舞が勤める学校が創立記念日で休みだということで、僕の休みもそれに合わせてもらった。保護者に会うのはマズイという舞の希望で、首都からは少し離れた小都市へ。・・・でも、こんな観光地に来るのは余計にマズイのではないかと思うのだけど、気づかれるのはいつものことだし、何より我が国の文化遺産は何度見ても素晴らしいのでよしとする。
「最近の子どもたちってどう?」
僕たちは手をつないで、ゆっくりと、色づいた木々の間を歩いていく。
「いろんな子たちがいるわよ。でも共通して言えることは、家族全員で過ごす時間が減っているってことかな。例えば、夕食のときに、お父さんは仕事、兄弟は部活や塾で、まだ帰ってきていないとか」
やっぱり自然とそうなるだろうね。
「舞の家はどうだった?」
「私の家もお父さんの帰りが遅かったけれど、その分、一緒にお風呂に入ったりとか、週末のお出かけは頻繁にあったりしたかな?」
・・・お父さんとお風呂って、何歳くらいまで?
「もう、そういうことを聞かないの!・・・小さい頃の話なんだから」
「・・・何年生まで?」
貴くん!と舞は怖い顔で睨みながら、僕の手を振り解いた。・・・冗談だよ。僕も娘と一緒にお風呂に入る日が来るのかな?と思ったら、楽しくなってね。

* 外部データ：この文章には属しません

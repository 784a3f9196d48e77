//! Model-call log analytics over `llm-calls.log.jsonl` (JSON Lines).
//!
//! Loading is tolerant by design: malformed lines and entries without a
//! parseable RFC 3339 timestamp are skipped, never fatal.

use std::fmt::Write as _;
use std::path::Path;
use std::sync::LazyLock;

use chrono::{DateTime, Utc};
use regex::Regex;
use serde::Deserialize;

const LOG_FILE: &str = "llm-calls.log.jsonl";

/// Fixed window used by `query`, wider than the summarize default.
const QUERY_DAYS_BACK: i64 = 30;
const QUERY_LOAD_LIMIT: usize = 500;

#[derive(Debug, Deserialize)]
struct LogEntry {
    timestamp: String,
    model: Option<String>,
    input_tokens: Option<u64>,
    output_tokens: Option<u64>,
    duration_sec: Option<f64>,
    success: Option<bool>,
    tool_calls: Option<u64>,
    user_prompt_snippet: Option<String>,
    response_snippet: Option<String>,
}

impl LogEntry {
    fn model(&self) -> &str {
        self.model.as_deref().unwrap_or("unknown")
    }

    fn prompt_snippet(&self) -> &str {
        self.user_prompt_snippet.as_deref().unwrap_or("\u{2014}")
    }

    fn response_snippet(&self) -> &str {
        self.response_snippet.as_deref().unwrap_or("\u{2014}")
    }
}

/// Load entries newer than the `days_back` cutoff, newest first (timestamp
/// string order), keeping at most `limit`.
fn load_recent(memory_dir: &Path, days_back: i64, limit: usize) -> Vec<LogEntry> {
    let path = memory_dir.join(LOG_FILE);
    let Ok(content) = std::fs::read_to_string(&path) else {
        return Vec::new();
    };

    // Out-of-range windows degrade to "everything on record" instead of
    // overflowing inside chrono.
    let cutoff = chrono::TimeDelta::try_days(days_back)
        .and_then(|delta| Utc::now().checked_sub_signed(delta))
        .unwrap_or(DateTime::<Utc>::MIN_UTC);
    let mut entries: Vec<LogEntry> = content
        .lines()
        .filter_map(|line| serde_json::from_str::<LogEntry>(line.trim()).ok())
        .filter(|entry| {
            DateTime::parse_from_rfc3339(&entry.timestamp)
                .map(|ts| ts.with_timezone(&Utc) >= cutoff)
                .unwrap_or(false)
        })
        .collect();

    entries.sort_by(|a, b| b.timestamp.cmp(&a.timestamp));
    entries.truncate(limit);
    entries
}

/// Group digits in threes: `1234567` → `1,234,567`.
fn thousands(n: u64) -> String {
    let digits = n.to_string();
    let mut out = String::with_capacity(digits.len() + digits.len() / 3);
    for (i, c) in digits.chars().enumerate() {
        if i > 0 && (digits.len() - i) % 3 == 0 {
            out.push(',');
        }
        out.push(c);
    }
    out
}

/// Render a human-readable summary of recent model calls.
#[allow(clippy::cast_precision_loss)]
pub fn summarize(memory_dir: &Path, days_back: i64, limit: usize) -> String {
    let entries = load_recent(memory_dir, days_back, limit);
    if entries.is_empty() {
        return format!("No LLM calls found in the last {days_back} days.");
    }

    let total_calls = entries.len();
    let mut model_counts: Vec<(String, usize)> = Vec::new();
    let mut total_input: u64 = 0;
    let mut total_output: u64 = 0;
    let mut total_duration = 0.0;
    let mut success_count = 0usize;
    let mut tool_call_count: u64 = 0;

    for entry in &entries {
        let model = entry.model().to_string();
        match model_counts.iter_mut().find(|(m, _)| *m == model) {
            Some((_, count)) => *count += 1,
            None => model_counts.push((model, 1)),
        }
        total_input += entry.input_tokens.unwrap_or(0);
        total_output += entry.output_tokens.unwrap_or(0);
        total_duration += entry.duration_sec.unwrap_or(0.0);
        if entry.success.unwrap_or(false) {
            success_count += 1;
        }
        tool_call_count += entry.tool_calls.unwrap_or(0);
    }
    model_counts.sort_by(|a, b| b.1.cmp(&a.1));

    let avg_duration = total_duration / total_calls as f64;
    let success_rate = success_count as f64 / total_calls as f64 * 100.0;

    let mut out = String::new();
    let _ = writeln!(out, "LLM Call Summary (last {days_back} days, up to {total_calls} calls):");
    out.push('\n');
    let _ = writeln!(out, "\u{2022} Total calls: {total_calls}");
    let _ = writeln!(out, "\u{2022} Success rate: {success_rate:.1}%");
    let _ = writeln!(out, "\u{2022} Average duration: {avg_duration:.2} seconds");
    let _ = writeln!(out, "\u{2022} Total input tokens: {}", thousands(total_input));
    let _ = writeln!(out, "\u{2022} Total output tokens: {}", thousands(total_output));
    let _ = writeln!(out, "\u{2022} Total tool calls made: {tool_call_count}");
    out.push('\n');
    out.push_str("Models used:\n");
    for (model, count) in &model_counts {
        let _ = writeln!(out, "  - {model}: {count} calls");
    }

    if let Some(latest) = entries.first() {
        out.push('\n');
        let _ = writeln!(out, "Most recent call ({}):", latest.timestamp);
        let _ = writeln!(out, "  Model: {}", latest.model());
        let _ = writeln!(out, "  Prompt snippet: {}", latest.prompt_snippet());
        let _ = writeln!(out, "  Response snippet: {}", latest.response_snippet());
    }

    out.trim_end().to_string()
}

/// One parsed filter atom.
enum Atom {
    ModelContains(String),
    DurationOver(f64),
    ToolCallsOver(u64),
    Success(bool),
}

static ATOM_RE: LazyLock<Regex> = LazyLock::new(|| {
    #[allow(clippy::unwrap_used)]
    Regex::new(r"^(?P<key>[a-z_]+)(?P<op>[:>])(?P<val>.+)$").unwrap()
});

/// Parse the whitespace-separated atom list; unknown atoms are ignored.
fn parse_atoms(filter_expr: &str) -> Vec<Atom> {
    filter_expr
        .to_lowercase()
        .split_whitespace()
        .filter_map(|word| {
            let caps = ATOM_RE.captures(word)?;
            let key = caps.name("key")?.as_str();
            let op = caps.name("op")?.as_str();
            let val = caps.name("val")?.as_str();
            match (key, op) {
                ("model", ":") => Some(Atom::ModelContains(val.to_string())),
                ("duration", ">") => val.parse().ok().map(Atom::DurationOver),
                ("tool_calls", ">") => val.parse().ok().map(Atom::ToolCallsOver),
                ("success", ":") => match val {
                    "true" => Some(Atom::Success(true)),
                    "false" => Some(Atom::Success(false)),
                    _ => None,
                },
                _ => None,
            }
        })
        .collect()
}

fn matches(entry: &LogEntry, atoms: &[Atom]) -> bool {
    atoms.iter().all(|atom| match atom {
        Atom::ModelContains(sub) => entry.model().to_lowercase().contains(sub),
        Atom::DurationOver(thresh) => entry.duration_sec.unwrap_or(0.0) > *thresh,
        Atom::ToolCallsOver(thresh) => entry.tool_calls.unwrap_or(0) > *thresh,
        Atom::Success(wanted) => entry.success.unwrap_or(false) == *wanted,
    })
}

/// Filter log entries with the atom grammar and render up to `limit`
/// numbered matches.
pub fn query(memory_dir: &Path, filter_expr: &str, limit: usize) -> String {
    let entries = load_recent(memory_dir, QUERY_DAYS_BACK, QUERY_LOAD_LIMIT);
    if entries.is_empty() {
        return "No logs available.".to_string();
    }

    let atoms = parse_atoms(filter_expr);
    let results: Vec<&LogEntry> = entries
        .iter()
        .filter(|entry| matches(entry, &atoms))
        .take(limit)
        .collect();

    if results.is_empty() {
        return format!("No matching LLM calls found for filter: '{filter_expr}'");
    }

    let mut out = format!("Found {} matching LLM calls:\n\n", results.len());
    for (i, entry) in results.iter().enumerate() {
        let dur = entry.duration_sec.map_or_else(|| "\u{2014}".to_string(), |d| d.to_string());
        let tokens_in = entry.input_tokens.map_or_else(|| "\u{2014}".to_string(), thousands);
        let tokens_out = entry.output_tokens.map_or_else(|| "\u{2014}".to_string(), thousands);
        let _ = writeln!(
            out,
            "{}. {} | {} | dur={dur}s | tools={} | in={tokens_in} out={tokens_out}",
            i + 1,
            entry.timestamp,
            entry.model(),
            entry.tool_calls.unwrap_or(0),
        );
        let _ = writeln!(out, "   Prompt: {}", entry.prompt_snippet());
        let _ = writeln!(out, "   Response: {}", entry.response_snippet());
        out.push('\n');
    }
    out.trim_end().to_string()
}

「やっぱり家族を構成するためには努力が必要なんだろうね。僕たちも気をつけなくちゃ」
そうよね、と、舞は今度は僕の腕に抱きついてきた。・・・僕の場合、子ども以前に、舞を寂しがらせないようにしないと。いくら仕事を優先させたいと言っていても、その分の埋め合わせは必要だ。だったら逆に、早めに子どもを作って一人にしないほうがいいのかな?
「子どもはいつ頃作る?」
「しばらくは二人きりで過ごしたいな。今までこんなにも離れ離れになっていたんだから。でももちろん、貴くんの子どもはほしいわ。・・・そうね、二人くらいは。時期は任せるけどね」
「二人だったら、男の子と女の子がいいな。・・・でも、生意気そうな息子になったらどうしよう」
「大丈夫。貴くんはいいお父さんになるわ。今だって凄く面倒見がいいから」
そうかな?自分の子どもには甘くなるって言うし・・・、でも、一つだけ絶対に気をつけたいことは、寂しくて泣かせたりしないということ。あの宮殿の展望台で見た光景はもうたくさんだ。